A blog about food in Thailand
and elsewhere.

Island Eats

Posted date:  July 15, 2006

I was recently on Ko Samui. This was actually my first time there despite having lived in Thailand several years! I’m not much of a beach person and initially wasn’t very impressed by the island, but after renting a motorcycle and exploring for a few days, the place really grew on me. The native Ko Samui people are among the friendliest I’ve ever met in Thailand, and the islands local cuisine was simply amazing.

I was on the island to do a story on the local cuisine for ThaiDay. That report will follow in the next week or so, but I was so excited about the food that I wanted to give a bit of a preview. Surprisingly, local food is quite hard to come by on Ko Samui. There are countless restaurants selling Japanese, German, English, Australian and Italian food, but there are only about six or so restaurants where local Ko Samui dishes are available. The most famous of which is almost certainly Bangpo Seafood (077 420 010), a low-key restaurant in the Maenam area. This place makes use of the more interesting local ingredients on Samui such as waay, a small octopus that is used fresh, or when out of season, dried:


At Pangpo Seafood waay is made into a thick stir-fry with coconut milk and fresh herbs:


Another unusual ingredient used by the locals is the eggs of the sea urchin. The raw roe is mixed with sour mango, chili paste, chilies and lime to make a yam, or Thai-style salad:


Fish also plays a big role, and ranges from tiny little “anchovies” deep-fried and served as an appetizer:


to larger fish, such as the one below, which as been coated with a mixture of coconut milk, fresh turmeric, black pepper and salt before being grilled over coals:


Coconut is Samui’s largest crop and large stands of the tree can be found across the island:


The extracted milk from coconuts seems to find its way into nearly every local dish, as I learned when I met with Sermsi Thongrueang, a native of Samui and a woman with reputation as a good cook. She taught me how to make khao man thua khiaow, rice cooked with coconut milk, dried beans and salt:


And even grated a fresh coconut


to make khoei jii, a very unique appetizer of shrimp paste, shallots, garlic, coconut meat and chilies ground up, spread on a coconut shell and grilled:


Another good use of coconut was at Sabeinglae restaurant (077 233 083), near Malai.
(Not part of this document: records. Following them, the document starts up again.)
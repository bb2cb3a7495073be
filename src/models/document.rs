//! Schema-free document as stored in a collection.

use serde::de::DeserializeOwned;
use serde::{Serialize, Serializer};
use serde_json::{Map, Value};

use crate::errors::AppError;

/// A stored document: its key plus the JSON object body.
#[derive(Debug, Clone, PartialEq)]
pub struct Document {
    pub id: String,
    pub data: Map<String, Value>,
}

impl Document {
    pub fn field(&self, name: &str) -> Option<&Value> {
        self.data.get(name)
    }

    pub fn str_field(&self, name: &str) -> Option<&str> {
        self.data.get(name).and_then(Value::as_str)
    }

    /// Object body with `id` merged in.
    pub fn into_value(self) -> Value {
        let mut data = self.data;
        data.insert("id".to_string(), Value::String(self.id));
        Value::Object(data)
    }

    /// Deserialize into a typed entity.
    pub fn into_typed<T: DeserializeOwned>(self) -> Result<T, AppError> {
        let id = self.id.clone();
        serde_json::from_value(self.into_value())
            .map_err(|e| AppError::Internal(format!("Malformed document {}: {}", id, e)))
    }
}

/// Typed entities for a listing. Documents that fail to deserialize are
/// logged and left out.
pub fn typed_listing<T: DeserializeOwned>(documents: Vec<Document>) -> Vec<T> {
    documents
        .into_iter()
        .filter_map(|document| match document.into_typed() {
            Ok(entity) => Some(entity),
            Err(e) => {
                tracing::warn!("Skipping listing entry: {}", e);
                None
            }
        })
        .collect()
}

impl Serialize for Document {
    fn serialize<S: Serializer>(&self, serializer: S) -> Result<S::Ok, S::Error> {
        let mut data = self.data.clone();
        data.insert("id".to_string(), Value::String(self.id.clone()));
        data.serialize(serializer)
    }
}

/// Serialize a request type into a JSON object body.
pub fn to_object<T: Serialize>(value: &T) -> Result<Map<String, Value>, AppError> {
    match serde_json::to_value(value)? {
        Value::Object(map) => Ok(map),
        other => Err(AppError::BadRequest(format!(
            "Expected a JSON object, got {}",
            json_type_name(&other)
        ))),
    }
}

pub fn json_type_name(value: &Value) -> &'static str {
    match value {
        Value::Null => "null",
        Value::Bool(_) => "boolean",
        Value::Number(_) => "number",
        Value::String(_) => "string",
        Value::Array(_) => "array",
        Value::Object(_) => "object",
    }
}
The restaurant serves a kaeng khua, a thick, rich coconut milk curry topped with fragrant cumin leaves:


The main ingredient in this curry was an acquatic creature called het loop:


Sabeinglae also serves an excellent dish similiar to the coconut-milk stir fry at Bangpo, but using squid and lots of crushed black pepper:


Samui is also home to some fun markets:


The green pods above are known in English as “stink bean”, and are very very popular in southern Thai cooking.
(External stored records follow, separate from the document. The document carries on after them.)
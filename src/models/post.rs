//! Blog posts and articles share one shape, stored in separate collections.

use chrono::{DateTime, Utc};
use serde::{Deserialize, Serialize};

use super::collections;
use super::timestamp::{first_date, lenient, DateValue, RECENCY_FIELDS};
use crate::errors::AppError;

/// Slug used when a title has no word characters at all.
pub const FALLBACK_SLUG: &str = "post";

/// Which feed a post belongs to.
#[derive(Debug, Clone, Copy, PartialEq, Eq)]
pub enum PostFeed {
    Blogs,
    Articles,
}

impl PostFeed {
    pub fn collection(&self) -> &'static str {
        match self {
            PostFeed::Blogs => collections::BLOGS,
            PostFeed::Articles => collections::ARTICLES,
        }
    }

    pub fn label(&self) -> &'static str {
        match self {
            PostFeed::Blogs => "Blog post",
            PostFeed::Articles => "Article",
        }
    }
}

#[derive(Debug, Clone, Serialize, Deserialize, PartialEq)]
pub struct Author {
    #[serde(default)]
    pub name: String,
    #[serde(default, skip_serializing_if = "Option::is_none")]
    pub avatar: Option<String>,
}

#[derive(Debug, Clone, Serialize, Deserialize)]
#[serde(rename_all = "camelCase")]
pub struct Post {
    pub id: String,
    #[serde(default)]
    pub slug: String,
    #[serde(default)]
    pub title: String,
    #[serde(default, skip_serializing_if = "Option::is_none")]
    pub excerpt: Option<String>,
    #[serde(default, skip_serializing_if = "Option::is_none")]
    pub content: Option<String>,
    #[serde(default, skip_serializing_if = "Option::is_none")]
    pub image: Option<String>,
    #[serde(default)]
    pub tags: Vec<String>,
    #[serde(default, skip_serializing_if = "Option::is_none")]
    pub author: Option<Author>,
    #[serde(default)]
    pub popular: bool,
    #[serde(default, deserialize_with = "lenient", skip_serializing_if = "Option::is_none")]
    pub date: Option<DateValue>,
    #[serde(default, deserialize_with = "lenient", skip_serializing_if = "Option::is_none")]
    pub created_at: Option<DateValue>,
    #[serde(default, deserialize_with = "lenient", skip_serializing_if = "Option::is_none")]
    pub updated_at: Option<DateValue>,
    #[serde(default, deserialize_with = "lenient", skip_serializing_if = "Option::is_none")]
    pub last_updated: Option<DateValue>,
}

impl Post {
    /// First readable date in `RECENCY_FIELDS` order.
    pub fn recency(&self) -> DateTime<Utc> {
        let candidates: Vec<_> = RECENCY_FIELDS
            .iter()
            .map(|field| self.date_field(field))
            .collect();
        first_date(&candidates)
    }

    /// Date field by its stored (camelCase) name.
    fn date_field(&self, name: &str) -> Option<&DateValue> {
        match name {
            "lastUpdated" => self.last_updated.as_ref(),
            "createdAt" => self.created_at.as_ref(),
            "updatedAt" => self.updated_at.as_ref(),
            "date" => self.date.as_ref(),
            _ => None,
        }
    }
}

/// Request body for creating a post.
#[derive(Debug, Clone, Serialize, Deserialize)]
#[serde(rename_all = "camelCase")]
pub struct CreatePostRequest {
    #[serde(default, skip_serializing_if = "Option::is_none")]
    pub slug: Option<String>,
    pub title: String,
    #[serde(default, skip_serializing_if = "Option::is_none")]
    pub excerpt: Option<String>,
    #[serde(default, skip_serializing_if = "Option::is_none")]
    pub content: Option<String>,
    #[serde(default, skip_serializing_if = "Option::is_none")]
    pub image: Option<String>,
    #[serde(default)]
    pub tags: Vec<String>,
    #[serde(default, skip_serializing_if = "Option::is_none")]
    pub author: Option<Author>,
    #[serde(default)]
    pub popular: bool,
    #[serde(default, skip_serializing_if = "Option::is_none")]
    pub date: Option<String>,
}

impl CreatePostRequest {
    pub fn validate(&self) -> Result<(), AppError> {
        if self.title.trim().is_empty() {
            return Err(AppError::Validation("Title is required".to_string()));
        }
        Ok(())
    }

    /// Requested slug, or one derived from the title.
    pub fn base_slug(&self) -> String {
        let requested = self
            .slug
            .as_deref()
            .map(slugify)
            .filter(|s| !s.is_empty());
        requested.unwrap_or_else(|| non_empty_slug(slugify(&self.title)))
    }
}

/// Request body for updating a post. Absent fields are left untouched.
#[derive(Debug, Clone, Default, Serialize, Deserialize)]
#[serde(rename_all = "camelCase")]
pub struct UpdatePostRequest {
    #[serde(default, skip_serializing_if = "Option::is_none")]
    pub slug: Option<String>,
    #[serde(default, skip_serializing_if = "Option::is_none")]
    pub title: Option<String>,
    #[serde(default, skip_serializing_if = "Option::is_none")]
    pub excerpt: Option<String>,
    #[serde(default, skip_serializing_if = "Option::is_none")]
    pub content: Option<String>,
    #[serde(default, skip_serializing_if = "Option::is_none")]
    pub image: Option<String>,
    #[serde(default, skip_serializing_if = "Option::is_none")]
    pub tags: Option<Vec<String>>,
    #[serde(default, skip_serializing_if = "Option::is_none")]
    pub author: Option<Author>,
    #[serde(default, skip_serializing_if = "Option::is_none")]
    pub popular: Option<bool>,
    #[serde(default, skip_serializing_if = "Option::is_none")]
    pub date: Option<String>,
}

impl UpdatePostRequest {
    pub fn validate(&self) -> Result<(), AppError> {
        if let Some(title) = &self.title {
            if title.trim().is_empty() {
                return Err(AppError::Validation("Title cannot be blank".to_string()));
            }
        }
        if let Some(slug) = &self.slug {
            if slugify(slug).is_empty() {
                return Err(AppError::Validation(
                    "Slug must contain at least one letter or digit".to_string(),
                ));
            }
        }
        Ok(())
    }
}

/// URL key from free text: lowercase, non-word characters dropped, runs of
/// whitespace, underscores and hyphens collapsed to one hyphen, no hyphen at
/// either end. Only ASCII letters and digits count as word characters.
pub fn slugify(text: &str) -> String {
    let mut slug = String::with_capacity(text.len());
    let mut pending_separator = false;

    for ch in text.chars().flat_map(char::to_lowercase) {
        if ch.is_ascii_alphanumeric() {
            if pending_separator && !slug.is_empty() {
                slug.push('-');
            }
            pending_separator = false;
            slug.push(ch);
        } else if ch.is_whitespace() || ch == '_' || ch == '-' {
            pending_separator = true;
        }
    }

    slug
}

fn non_empty_slug(slug: String) -> String {
    if slug.is_empty() {
        FALLBACK_SLUG.to_string()
    } else {
        slug
    }
}

/// `base`, `base-2`, `base-3`, ... for the given attempt number (1-based).
pub fn slug_candidate(base: &str, attempt: usize) -> String {
    if attempt <= 1 {
        base.to_string()
    } else {
        format!("{}-{}", base, attempt)
    }
}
Here’s the Muslim fishing village at Hua Thanon:


the source of much of the island’s seafood.

7 Comments for Island Eats

AAAh Koh Samui, my home. I miss it!
I love the salad, and my ex used to make me fried anchovies and fried fish, but I agree… true thai food was hard to come by in the resturants, you had to go to hidden allies to find the really good places. When I did though I didn’t forget where they were 😉
absolutley delicious!

The dried octopus are so impossibly cute! It makes me want to devour them.

lexi: Yes, real Thai food was very hard to find. It’s odd, isn’t it? Why do people travel so far to eat familiar food?
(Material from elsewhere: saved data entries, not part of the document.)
//! Newsletter subscriber model.

use serde::{Deserialize, Serialize};

use super::is_plausible_email;
use super::timestamp::{lenient, DateValue};
use crate::errors::AppError;

#[derive(Debug, Clone, Serialize, Deserialize)]
#[serde(rename_all = "camelCase")]
pub struct Subscriber {
    pub id: String,
    #[serde(default)]
    pub email: String,
    #[serde(default, skip_serializing_if = "Option::is_none")]
    pub name: Option<String>,
    #[serde(default, skip_serializing_if = "Option::is_none")]
    pub source: Option<String>,
    #[serde(default, deserialize_with = "lenient", skip_serializing_if = "Option::is_none")]
    pub created_at: Option<DateValue>,
    #[serde(default, deserialize_with = "lenient", skip_serializing_if = "Option::is_none")]
    pub updated_at: Option<DateValue>,
}

#[derive(Debug, Clone, Serialize, Deserialize)]
#[serde(rename_all = "camelCase")]
pub struct SubscribeRequest {
    pub email: String,
    #[serde(default, skip_serializing_if = "Option::is_none")]
    pub name: Option<String>,
    #[serde(default, skip_serializing_if = "Option::is_none")]
    pub source: Option<String>,
}

impl SubscribeRequest {
    /// Validated copy with the email trimmed and lowercased.
    pub fn normalized(&self) -> Result<Self, AppError> {
        let email = normalize_email(&self.email);
        if !is_plausible_email(&email) {
            return Err(AppError::Validation(
                "A valid email address is required".to_string(),
            ));
        }
        Ok(Self {
            email,
            name: self.name.clone().filter(|n| !n.trim().is_empty()),
            source: self.source.clone(),
        })
    }
}

#[derive(Debug, Clone, Serialize)]
#[serde(rename_all = "camelCase")]
pub struct SubscribeOutcome {
    pub subscriber: Subscriber,
    pub already_subscribed: bool,
}

pub fn normalize_email(email: &str) -> String {
    email.trim().to_lowercase()
}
danielle: Haha… I wonder if the fresh ones are as cute. Unfortunately they were out of season when I was there.

Nice post on Koh Samui!

I must say that I share your opinion concerning foreign food in such places. AS a tourist, I wouldn’t want to eat anything else than Thai food if I go there! When travelling, one wants to discover and experience new things…

Austin, I think it has alot to do with people being afraid of what they don’t know and thai food sound and look odd to them (not the tourist influated thai looking food they serve in most resturants, but the real thai food) and I think it’s all changing. People want to try the real thai food, not just fried rice, but what I found out at many of the places I visited is that it’s between hard and impossible to find unless you know some thai or some locals who’ll take you out.
It’s sad really, because it was the best food I ever had!!!
They didn’t even have morning glory at most resturants!!! argh!

We’ll be visiting Koh Samui in December this year and am so pleased to have read your entry! The photo of the market is enough to entice me to visit it. Please would you tell me what days the market is open? Thanks!

mae: the market photo was taken a small but very active roadside market just outside of Naa Thorn (the main “city” on Samui). I can’t recall the name of the market right now, but it’s only about one kilo from the main pier along the road to Lamai and is open in the evenings.